-- PROVIDED INFORMATION follows --
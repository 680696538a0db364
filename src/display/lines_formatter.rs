use super::traits::MatchFormatter;
use crate::types::{MatchIndex, NO_MATCHES};

/// ファイル名:行番号:内容 形式
pub struct LinesFormatter {
    max_lines: usize,
}

impl LinesFormatter {
    pub fn new(max_lines: usize) -> Self {
        Self { max_lines }
    }
}

impl MatchFormatter for LinesFormatter {
    fn name(&self) -> &'static str {
        "lines"
    }

    fn format(&self, matches: &MatchIndex) -> String {
        let mut lines: Vec<String> = Vec::new();

        for (path, file) in matches {
            for line in &file.lines {
                if lines.len() >= self.max_lines {
                    return format!(
                        "{}\n[truncated at {} matches]",
                        lines.join("\n"),
                        self.max_lines
                    );
                }
                lines.push(format!("{}:{}:{}", path, line.line_number, line.text.trim()));
            }
        }

        if lines.is_empty() {
            NO_MATCHES.to_string()
        } else {
            lines.join("\n")
        }
    }
}
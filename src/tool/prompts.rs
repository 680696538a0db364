//! Usage prompts attached to the tool definitions.
//!
//! The calling agent runtime shows these to the model verbatim.

pub const SEARCH_USAGE: &str = r#"Minimal code search (least -> most context outputs).

Call: search(pattern, path='.', format='count', glob='', ignore_case=false)

Formats:
  1. count   : TOTAL + per-file line counts (top 50). Use first for breadth & prioritization.
  2. lines   : file:line:code (cap 200). Enumerate occurrences / plan edits.
  3. context : 5 lines before/after (cap 50 blocks). Understand semantics without full files.
  4. full    : Up to 10 whole files (size caps). Only for imminent multi-line refactor after narrowing.

Escalate only if prior format insufficient. Refine with glob before escalating if truncated.

Truncation markers explicitly indicate partial results.

Decision quick map:
  Scope sizing -> count
  Need exact line numbers -> lines
  Need local logic -> context
  Need full file bodies -> full

Anti-patterns: jumping straight to full; using context to count occurrences; broad pattern with truncation (refine or add glob first).
"#;

pub const BETTER_GREP_USAGE: &str = r#"Minimal code search (ordered from least to most contextual output).

FORMAT ORDER (always start as early in the list as possible):
    1. count   : Aggregate scope: TOTAL + per-file line-match counts (top 50). Fast breadth view.
    2. lines   : Precise occurrences: file:line:code (cap 200 lines). For enumerating usages or planning edits.
    3. context : Local neighborhoods: 5 lines before/after each match (cap 50 blocks). For semantic understanding pre-change.
    4. full    : Full file bodies (up to 10 files, size caps). Only for imminent multi-line refactors after narrowing scope.

RATIONALE: Each later format strictly adds more surrounding information. Escalate only if the previous format leaves unanswered questions.

FILTERING: Optional `glob` (comma separated, supports **). Use to narrow early: glob="src/**/*.py,tests/**/*.py" | glob="**/service/*.ts" | glob="*.md".
IGNORE CASE: Use ignore_case=true only when mixed case patterns are expected.

TRUNCATION: Explicit bracketed markers indicate partial output (e.g., [truncated file list at 50], [truncated at 200 matches]). If you see one, you may need a narrower glob or a refined pattern.

EXAMPLES:
1. count
     better_grep(pattern="deprecated_func", format="count") ->
         TOTAL:37
         8:src/legacy/adapter.py
         5:src/legacy/mapper.py
         4:tests/test_adapter.py
         ...
     Use to prioritize high-impact files.

2. lines
     better_grep(pattern="foo_bar\(", format="lines") ->
         src/api/router.py:87:self.foo_bar(request)
         src/core/worker.py:142:result = foo_bar(job)
         tests/test_worker.py:55:foo_bar(mock_job)
     Provides line numbers for targeted edits/renames. Truncation ends with [truncated at 200 matches].

3. context
     better_grep(pattern="RETRY_POLICY", format="context") -> snippet blocks:
         FILE: src/config/retry.py
         ---
                 18: MAX_RETRY = 5
         =>  19: RETRY_POLICY = {"max": MAX_RETRY, "backoff": 2}
                 20: DEFAULT_TIMEOUT = 30

         FILE: src/job/runner.py
         ---
                 44: from config.retry import RETRY_POLICY
         =>  45: policy = RETRY_POLICY.copy()
                 46: policy["attempt"] = attempt
     Semantic inspection without full file noise.

4. full
     better_grep(pattern="class ConfigBuilder", format="full", glob="src/config/*.py") ->
         FILE: src/config/builder.py
         ---
         class ConfigBuilder:
                 ...
         [truncated file content at 20000 chars]  # only if large
     Only after count/lines/context clarified scope.

ANTI-PATTERNS:
    - Jumping straight to full.
    - Using context to count matches (use count or lines).
    - Broad pattern + truncation notice: refine pattern or add glob before escalating.

DECISION QUICK MAP:
    Sizing -> count
    Need exact lines -> lines
    Need surrounding logic -> context
    Need whole file(s) for refactor -> full

If earlier format answers the question, DO NOT escalate.
"#;
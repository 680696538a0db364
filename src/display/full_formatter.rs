use super::traits::MatchFormatter;
use super::utils::{read_lossy, truncate_chars};
use crate::types::{MatchIndex, NO_MATCHES};

/// ファイル全体を出力
///
/// Content size is counted in characters. The per-file marker counts toward
/// the aggregate budget; once the aggregate budget is exceeded the current
/// file is cut and no further files are emitted.
pub struct FullFormatter {
    max_files: usize,
    per_file_chars: usize,
    total_chars: usize,
}

impl FullFormatter {
    pub fn new(max_files: usize, per_file_chars: usize, total_chars: usize) -> Self {
        Self {
            max_files,
            per_file_chars,
            total_chars,
        }
    }

    fn chunk(path: &str, content: &str) -> String {
        format!("FILE: {}\n---\n{}", path, content)
            .trim_end()
            .to_string()
    }
}

impl MatchFormatter for FullFormatter {
    fn name(&self) -> &'static str {
        "full"
    }

    fn format(&self, matches: &MatchIndex) -> String {
        let mut chunks: Vec<String> = Vec::new();
        let mut emitted_chars = 0;
        let mut aggregate_truncated = false;

        for (path, file) in matches.iter().take(self.max_files) {
            let Some(mut content) = read_lossy(&file.path) else {
                continue;
            };

            if content.chars().count() > self.per_file_chars {
                content = format!(
                    "{}\n[truncated file content at {} chars]",
                    truncate_chars(&content, self.per_file_chars),
                    self.per_file_chars
                );
            }

            let content_chars = content.chars().count();
            if emitted_chars + content_chars > self.total_chars {
                let remaining = self.total_chars.saturating_sub(emitted_chars);
                let cut = format!(
                    "{}\n[truncated aggregate content at {} chars]",
                    truncate_chars(&content, remaining),
                    self.total_chars
                );
                chunks.push(Self::chunk(path, &cut));
                aggregate_truncated = true;
                break;
            }

            emitted_chars += content_chars;
            chunks.push(Self::chunk(path, &content));
        }

        let mut output = if chunks.is_empty() {
            NO_MATCHES.to_string()
        } else {
            chunks.join("\n\n")
        };

        // 集計上限のマーカーが出ている場合はファイル数のマーカーを出さない
        if !aggregate_truncated && matches.file_count() > self.max_files {
            output.push_str(&format!("\n\n[truncated file list at {}]", self.max_files));
        }

        output
    }
}
/// フォーマッターモジュール
///
/// 情報量の少ない順に count / lines / context / full の4種類。

mod context_formatter;
mod count_formatter;
mod full_formatter;
mod lines_formatter;
mod traits;
mod utils;

use crate::limits::SearchLimits;
use crate::types::OutputFormat;

// パブリックAPIをエクスポート
pub use context_formatter::ContextFormatter;
pub use count_formatter::CountFormatter;
pub use full_formatter::FullFormatter;
pub use lines_formatter::LinesFormatter;
pub use traits::MatchFormatter;

// テスト用に一部の関数もエクスポート
pub use utils::{read_lines_lossy, read_lossy, truncate_chars};

/// フォーマット指定に対応するフォーマッターを作成
pub fn formatter_for(format: OutputFormat, limits: &SearchLimits) -> Box<dyn MatchFormatter> {
    match format {
        OutputFormat::Count => Box::new(CountFormatter::new(limits.count_files_max)),
        OutputFormat::Lines => Box::new(LinesFormatter::new(limits.lines_max)),
        OutputFormat::Context => Box::new(ContextFormatter::new(
            limits.context_lines,
            limits.context_blocks_max,
        )),
        OutputFormat::Full => Box::new(FullFormatter::new(
            limits.full_files_max,
            limits.full_per_file_chars_max,
            limits.full_total_chars_max,
        )),
    }
}
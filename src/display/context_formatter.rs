use super::traits::MatchFormatter;
use super::utils::read_lines_lossy;
use crate::types::{MatchIndex, NO_MATCHES};

/// マッチ行の前後を含むブロック形式
///
/// ```text
/// FILE: src/config/retry.py
/// ---
///      18: MAX_RETRY = 5
/// =>   19: RETRY_POLICY = {"max": MAX_RETRY}
///      20: DEFAULT_TIMEOUT = 30
/// ```
pub struct ContextFormatter {
    context_lines: usize,
    max_blocks: usize,
}

impl ContextFormatter {
    pub fn new(context_lines: usize, max_blocks: usize) -> Self {
        Self {
            context_lines,
            max_blocks,
        }
    }

    fn render_block(&self, path: &str, all_lines: &[String], line_number: usize) -> String {
        let start = line_number.saturating_sub(self.context_lines).max(1);
        let end = (line_number + self.context_lines).min(all_lines.len());

        let mut block = format!("FILE: {}\n---", path);
        for i in start..=end {
            let prefix = if i == line_number { "=>" } else { "  " };
            block.push_str(&format!("\n{}{:>5}: {}", prefix, i, all_lines[i - 1]));
        }
        block
    }
}

impl MatchFormatter for ContextFormatter {
    fn name(&self) -> &'static str {
        "context"
    }

    fn format(&self, matches: &MatchIndex) -> String {
        let mut blocks: Vec<String> = Vec::new();

        for (path, file) in matches {
            // ファイルを読み直す（読めなければスキップ）
            let Some(all_lines) = read_lines_lossy(&file.path) else {
                continue;
            };

            for line in &file.lines {
                if blocks.len() >= self.max_blocks {
                    return format!(
                        "{}\n\n[truncated at {} blocks]",
                        blocks.join("\n\n"),
                        self.max_blocks
                    );
                }
                blocks.push(self.render_block(path, &all_lines, line.line_number));
            }
        }

        if blocks.is_empty() {
            NO_MATCHES.to_string()
        } else {
            blocks.join("\n\n")
        }
    }
}
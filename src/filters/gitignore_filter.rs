use ignore::gitignore::{Gitignore, GitignoreBuilder};
use log::debug;
use std::fs;
use std::path::Path;

/// ルート直下の `.gitignore` だけを解釈するフィルタ
///
/// 読めない・壊れた `.gitignore` は存在しないものとして扱う。
pub struct GitignoreFilter {
    matcher: Option<Gitignore>,
}

impl GitignoreFilter {
    /// Filter that ignores nothing
    pub fn disabled() -> Self {
        Self { matcher: None }
    }

    /// Load `<dir>/.gitignore`, or the parent's one when `root` is a file
    pub fn load(root: &Path) -> Self {
        let dir = if root.is_dir() {
            root
        } else {
            match root.parent() {
                Some(parent) => parent,
                None => return Self::disabled(),
            }
        };

        let gitignore_path = dir.join(".gitignore");
        if !gitignore_path.is_file() {
            return Self::disabled();
        }

        Self {
            matcher: Self::build(dir, &gitignore_path),
        }
    }

    fn build(dir: &Path, gitignore_path: &Path) -> Option<Gitignore> {
        let bytes = match fs::read(gitignore_path) {
            Ok(bytes) => bytes,
            Err(e) => {
                debug!("Ignoring unreadable {}: {}", gitignore_path.display(), e);
                return None;
            }
        };
        let content = String::from_utf8_lossy(&bytes);

        let mut builder = GitignoreBuilder::new(dir);
        for line in content.lines() {
            if let Err(e) = builder.add_line(Some(gitignore_path.to_path_buf()), line) {
                debug!("Ignoring malformed {}: {}", gitignore_path.display(), e);
                return None;
            }
        }

        match builder.build() {
            Ok(gitignore) => Some(gitignore),
            Err(e) => {
                debug!("Ignoring malformed {}: {}", gitignore_path.display(), e);
                None
            }
        }
    }

    pub fn is_active(&self) -> bool {
        self.matcher.is_some()
    }

    /// `relative_path` はルートからの相対パス
    pub fn is_ignored(&self, relative_path: &Path) -> bool {
        let Some(matcher) = &self.matcher else {
            return false;
        };
        if relative_path.has_root() {
            return false;
        }
        matcher
            .matched_path_or_any_parents(relative_path, false)
            .is_ignore()
    }
}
-- PROVIDED INFORMATION concluded --
TASK ITEM: A complete answer lists each line of the data that holds the word "class".

RESULT:
     better_grep(pattern="class ConfigBuilder", format="full", glob="src/config/*.py") ->
         class ConfigBuilder:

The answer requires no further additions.